# Pb avec Xfig



## arnolix (17 Septembre 2003)

Bonjour à tous. Mon pb est le suivant : j'ai installé Xfig avec fink et je l'utilise sous X11 (normal...). Pour exporter les fichiers sous format pdf, Xfig utilise fig2dev. Mais voila ce qu'il me dit lorsque je veux réaliser l'exportation : 
"Either you have a very old app-defaults file installed (Fig),
or there is none installed at all.
You should install the correct version or you may lose some features.
This may be done with "make install" in the xfig source directory.
Error during EXPORT.  Messages:
 sh: fig2dev: command not found". fin de la citation...
Mon install est la suivante : à la racine j'ai un alias qui renvoit au dossier fink (situé sur une autre partition) -&gt;1ère source de pb ???
J'ai installé "à la main" tnimage car il n'est pas dans les packages de fink. Pour cela j'ai créé le répertoire /usr/local/lib pour ses besoins. -&gt;2ème source de pb ???
Les autorisations ont été réparées. Le dossier fink appartient au système.
fig2dev fonctionne très bien sous terminal, c'est apparement Xfig qui n'arrive plus à le trouver.
Sinon mon fichier .tcshrc et .cshrc sont normaux (contiennent "source /sw/bin/init.csh"), ma variable XAPPLRESDIR indique "=/sw/etc/app-defaults/" et fig2dev est dans sw/bin.

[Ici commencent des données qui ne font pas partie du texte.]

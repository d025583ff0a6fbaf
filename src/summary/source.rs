//! Punch Sources
//!
//! Where time entries come from before they are summarized: the live API
//! (implemented on [`PayrollClient`](crate::client::PayrollClient)) or a
//! CSV export of the time clock.

use async_trait::async_trait;
use serde::Deserialize;
use std::path::{Path, PathBuf};
use thiserror::Error;

use super::PeriodFilter;
use crate::client::ClientError;
use crate::models::{RecordId, TimeEntry};

/// Common trait for anything that yields raw time entries
#[async_trait]
pub trait PunchSource: Send + Sync {
    /// Short label used in logs
    fn name(&self) -> &str;

    /// Fetch entries, narrowed by `filter` where the source supports it.
    /// Callers still apply the filter to the returned entries.
    async fn fetch_entries(&self, filter: &PeriodFilter) -> Result<Vec<TimeEntry>, SourceError>;
}

/// Errors that can occur while reading punches
#[derive(Debug, Error)]
pub enum SourceError {
    #[error("API error: {0}")]
    Client(#[from] ClientError),

    #[error("CSV error: {0}")]
    Csv(#[from] csv::Error),

    #[error("IO error: {0}")]
    Io(#[from] std::io::Error),

    #[error("Line {line}: {message}")]
    Row { line: usize, message: String },
}

/// Time entries exported as CSV.
///
/// Expected header: `employee_id,punch_type,timestamp`, with optional `id`
/// and `notes` columns. `type`, `employee` and `created_at` are accepted as
/// alternate header names.
pub struct CsvPunchSource {
    path: PathBuf,
    delimiter: u8,
}

#[derive(Debug, Deserialize)]
struct CsvRow {
    #[serde(default)]
    id: Option<String>,
    #[serde(default, alias = "employee")]
    employee_id: Option<String>,
    #[serde(default, alias = "type")]
    punch_type: Option<String>,
    #[serde(default, alias = "time")]
    timestamp: Option<String>,
    #[serde(default)]
    created_at: Option<String>,
    #[serde(default)]
    notes: Option<String>,
}

fn non_blank(value: Option<String>) -> Option<String> {
    value.filter(|v| !v.trim().is_empty())
}

impl From<CsvRow> for TimeEntry {
    fn from(row: CsvRow) -> Self {
        TimeEntry {
            id: non_blank(row.id).map(RecordId::new),
            employee_id: non_blank(row.employee_id).map(RecordId::new),
            punch_type: non_blank(row.punch_type),
            timestamp: non_blank(row.timestamp),
            created_at: non_blank(row.created_at),
            notes: non_blank(row.notes),
            ..Default::default()
        }
    }
}

impl CsvPunchSource {
    pub fn new(path: impl Into<PathBuf>) -> Self {
        Self {
            path: path.into(),
            delimiter: b',',
        }
    }

    /// Set the field delimiter (e.g. `b';'` for some spreadsheet exports)
    pub fn with_delimiter(mut self, delimiter: u8) -> Self {
        self.delimiter = delimiter;
        self
    }

    pub fn path(&self) -> &Path {
        &self.path
    }

    /// Read every row of the file.
    ///
    /// Rows with blank or malformed cells still become entries; the
    /// aggregator reports them as skipped. Only structurally broken rows
    /// fail the whole read.
    pub fn read_entries(&self) -> Result<Vec<TimeEntry>, SourceError> {
        let mut reader = csv::ReaderBuilder::new()
            .delimiter(self.delimiter)
            .has_headers(true)
            .flexible(true)
            .trim(csv::Trim::All)
            .from_path(&self.path)?;

        let mut entries = Vec::new();
        for (idx, result) in reader.deserialize::<CsvRow>().enumerate() {
            let row = result.map_err(|e| SourceError::Row {
                line: idx + 2,
                message: e.to_string(),
            })?;
            entries.push(TimeEntry::from(row));
        }

        tracing::debug!(path = ?self.path, rows = entries.len(), "Read punch CSV");
        Ok(entries)
    }
}

#[async_trait]
impl PunchSource for CsvPunchSource {
    fn name(&self) -> &str {
        "csv"
    }

    async fn fetch_entries(&self, _filter: &PeriodFilter) -> Result<Vec<TimeEntry>, SourceError> {
        self.read_entries()
    }
}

Ouf : j'ai tout dit et n'ai plus d'idée pour trouver la panne (les réinstallations n'ont rien donné).


----------



## Anonyme (17 Septembre 2003)

arnolix a dit:
			
		

> Mon install est la suivante : à la racine j'ai un alias qui renvoit au dossier fink (situé sur une autre partition) -&gt;1ère source de pb ???



C'est très probable, mais ca ne semble pas lier à ton problème. Si tu déplaces le dossier SW de Fink tu peux avoir de gros soucis, d'autant plus que tout n'est pas installé directement la dedans... (Manu ?  
	

	
	
		
		

		
			





 )



> Pour cela j'ai créé le répertoire /usr/local/lib pour ses besoins. -&gt;2ème source de pb ???



Je sais pas si je me trompe, mais celui-ci devait exister déjà avant que tu le créais toi même... Vu le nombre d'élément qu'il y a dans le mien...

As-tu installé le Binary ou la source ? Si tu as pris le Binary, essaie de recompiler la source, un lien n'a pas du se mettre correctement dans un fichier de config je pense...


----------